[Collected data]
((
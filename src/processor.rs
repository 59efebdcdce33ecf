//! The shared pipeline instance callers submit requests into.
//!
//! An [`IntoableProcessor`] owns a bounded input queue and two cooperating
//! tasks: intake runs the user process over admitted requests, delivery pairs
//! emitted responses with pending responders. Backpressure is drop-newest at
//! the queue; element failures are absorbed by resume supervision; shutdown
//! closes the queue, drains what was admitted, and fails the rest.

use std::fmt;
use std::hash::Hash;
use std::panic::AssertUnwindSafe;
use std::sync::atomic::Ordering;
use std::sync::Arc;
use std::time::Duration;

use futures::FutureExt;
use tokio::sync::{mpsc, watch};
use tokio::task::JoinHandle;
use tokio_util::sync::CancellationToken;
use tracing::{debug, info};

use crate::envelope::Envelope;
use crate::error::{Error, Result};
use crate::pairing::{
    log_element_failure, run_delivery, Admitted, Correlation, Delivery, Pairing, ProcessorStats,
    Stats,
};
use crate::process::Process;
use crate::slot::{ResponseFuture, ResponseSlot};

/// Configuration for a processor instance
#[derive(Debug, Clone)]
pub struct ProcessorConfig {
    /// Diagnostic identifier; appears in failure payloads and logs
    pub name: String,
    /// Capacity of the bounded input queue
    pub buffer_size: usize,
    /// Per-request deadline applied to each slot at admission
    pub timeout: Duration,
    /// Bound on elements admitted but not yet paired; defaults to `buffer_size`
    pub max_in_flight: Option<usize>,
}

impl ProcessorConfig {
    /// Create a configuration from the required entries.
    pub fn new(name: impl Into<String>, buffer_size: usize, timeout: Duration) -> Self {
        Self {
            name: name.into(),
            buffer_size,
            timeout,
            max_in_flight: None,
        }
    }

    /// Set the in-flight bound independently of the queue capacity
    pub fn max_in_flight(mut self, max: usize) -> Self {
        self.max_in_flight = Some(max);
        self
    }

    fn validate(&self) -> Result<usize> {
        if self.buffer_size == 0 {
            return Err(Error::invalid_argument("buffer_size must be at least 1"));
        }
        match self.max_in_flight {
            Some(0) => Err(Error::invalid_argument("max_in_flight must be at least 1")),
            Some(max) => Ok(max),
            None => Ok(self.buffer_size),
        }
    }
}

/// Outcome of offering an envelope to a processor's input queue.
///
/// Non-enqueued outcomes hand the envelope back so the caller decides how to
/// settle its responder.
pub enum OfferResult<R, S> {
    /// The envelope was admitted
    Enqueued,
    /// The queue was full; drop-newest refused the envelope
    Dropped(Envelope<R, S>),
    /// The processor has shut down
    Closed(Envelope<R, S>),
    /// The queue vanished without a shutdown; a defensive guard
    Failure(Envelope<R, S>),
}
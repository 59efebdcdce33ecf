//! Error types for the request/response bridge.

use std::fmt;

/// The main error type for the request/response bridge.
///
/// Per-request failures (everything except [`Error::InvalidArgument`]) surface
/// only through the submitter's response future; they never terminate the
/// shared pipeline.
#[derive(Debug, Clone, PartialEq, Eq)]
pub enum Error {
    /// A construction-time argument was rejected
    InvalidArgument(String),

    /// The input queue was full and the envelope was dropped
    Unavailable {
        /// Name of the processor that refused the envelope
        name: String,
    },

    /// The response deadline elapsed before a response was delivered
    Timeout {
        /// Diagnostic tag captured at admission
        tag: String,
    },

    /// A response failed the pairing check against its request
    NotCorrelated {
        /// Rendering of the admitted request
        request: String,
        /// Rendering of the response that arrived for it
        response: String,
    },

    /// The input queue reported an outcome outside the expected set
    UnexpectedOfferResult {
        /// Description of the unexpected outcome
        kind: String,
    },

    /// The pipeline shut down while the request was still pending
    Shutdown,

    /// A custom error with a message
    Custom(String),
}

impl fmt::Display for Error {
    fn fmt(&self, f: &mut fmt::Formatter<'_>) -> fmt::Result {
        match self {
            Error::InvalidArgument(msg) => write!(f, "Invalid argument: {}", msg),
            Error::Unavailable { name } => {
                write!(f, "Processor '{}' is unavailable (input queue full)", name)
            }
            Error::Timeout { tag } => write!(f, "Response timed out: {}", tag),
            Error::NotCorrelated { request, response } => {
                write!(
                    f,
                    "Response {} does not correlate with request {}",
                    response, request
                )
            }
            Error::UnexpectedOfferResult { kind } => {
                write!(f, "Unexpected offer result: {}", kind)
            }
            Error::Shutdown => write!(f, "Pipeline was shut down"),
            Error::Custom(msg) => write!(f, "{}", msg),
        }
    }
}

impl std::error::Error for Error {}

// Convenience constructors
impl Error {
    /// Create an invalid-argument error
    pub fn invalid_argument<S: Into<String>>(message: S) -> Self {
        Error::InvalidArgument(message.into())
    }

    /// Create an unavailable error carrying the processor name
    pub fn unavailable<S: Into<String>>(name: S) -> Self {
        Error::Unavailable { name: name.into() }
    }

    /// Create a timeout error carrying the admission tag
    pub fn timeout<S: Into<String>>(tag: S) -> Self {
        Error::Timeout { tag: tag.into() }
    }

    /// Create a correlation-mismatch error from rendered request and response
    pub fn not_correlated<R: Into<String>, S: Into<String>>(request: R, response: S) -> Self {
        Error::NotCorrelated {
            request: request.into(),
            response: response.into(),
        }
    }

    /// Create an unexpected-offer-result error
    pub fn unexpected_offer<S: Into<String>>(kind: S) -> Self {
        Error::UnexpectedOfferResult { kind: kind.into() }
    }

    /// Create a custom error with a message
    pub fn custom<S: Into<String>>(message: S) -> Self {
        Error::Custom(message.into())
    }
}

impl From<String> for Error {
    fn from(s: String) -> Self {
        Error::Custom(s)
    }
}

impl From<&str> for Error {
    fn from(s: &str) -> Self {
        Error::Custom(s.to_string())
    }
}

/// Convenience type alias for Results in this crate
pub type Result<T> = std::result::Result<T, Error>;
))
— YOUR INSTRUCTIONS —
When you reach the line with "captured at admission" in the records above, start writing out lines exactly, and stop once the line with "an invalid-argument error" has been written; include nothing else.

— YOUR RESPONSE —
        /// Diagnostic tag captured at admission
        tag: String,
    },

    /// A response failed the pairing check against its request
    NotCorrelated {
        /// Rendering of the admitted request
        request: String,
        /// Rendering of the response that arrived for it
        response: String,
    },

    /// The input queue reported an outcome outside the expected set
    UnexpectedOfferResult {
        /// Description of the unexpected outcome
        kind: String,
    },

    /// The pipeline shut down while the request was still pending
    Shutdown,

    /// A custom error with a message
    Custom(String),
}

impl fmt::Display for Error {
    fn fmt(&self, f: &mut fmt::Formatter<'_>) -> fmt::Result {
        match self {
            Error::InvalidArgument(msg) => write!(f, "Invalid argument: {}", msg),
            Error::Unavailable { name } => {
                write!(f, "Processor '{}' is unavailable (input queue full)", name)
            }
            Error::Timeout { tag } => write!(f, "Response timed out: {}", tag),
            Error::NotCorrelated { request, response } => {
                write!(
                    f,
                    "Response {} does not correlate with request {}",
                    response, request
                )
            }
            Error::UnexpectedOfferResult { kind } => {
                write!(f, "Unexpected offer result: {}", kind)
            }
            Error::Shutdown => write!(f, "Pipeline was shut down"),
            Error::Custom(msg) => write!(f, "{}", msg),
        }
    }
}

impl std::error::Error for Error {}

// Convenience constructors
impl Error {
    /// Create an invalid-argument error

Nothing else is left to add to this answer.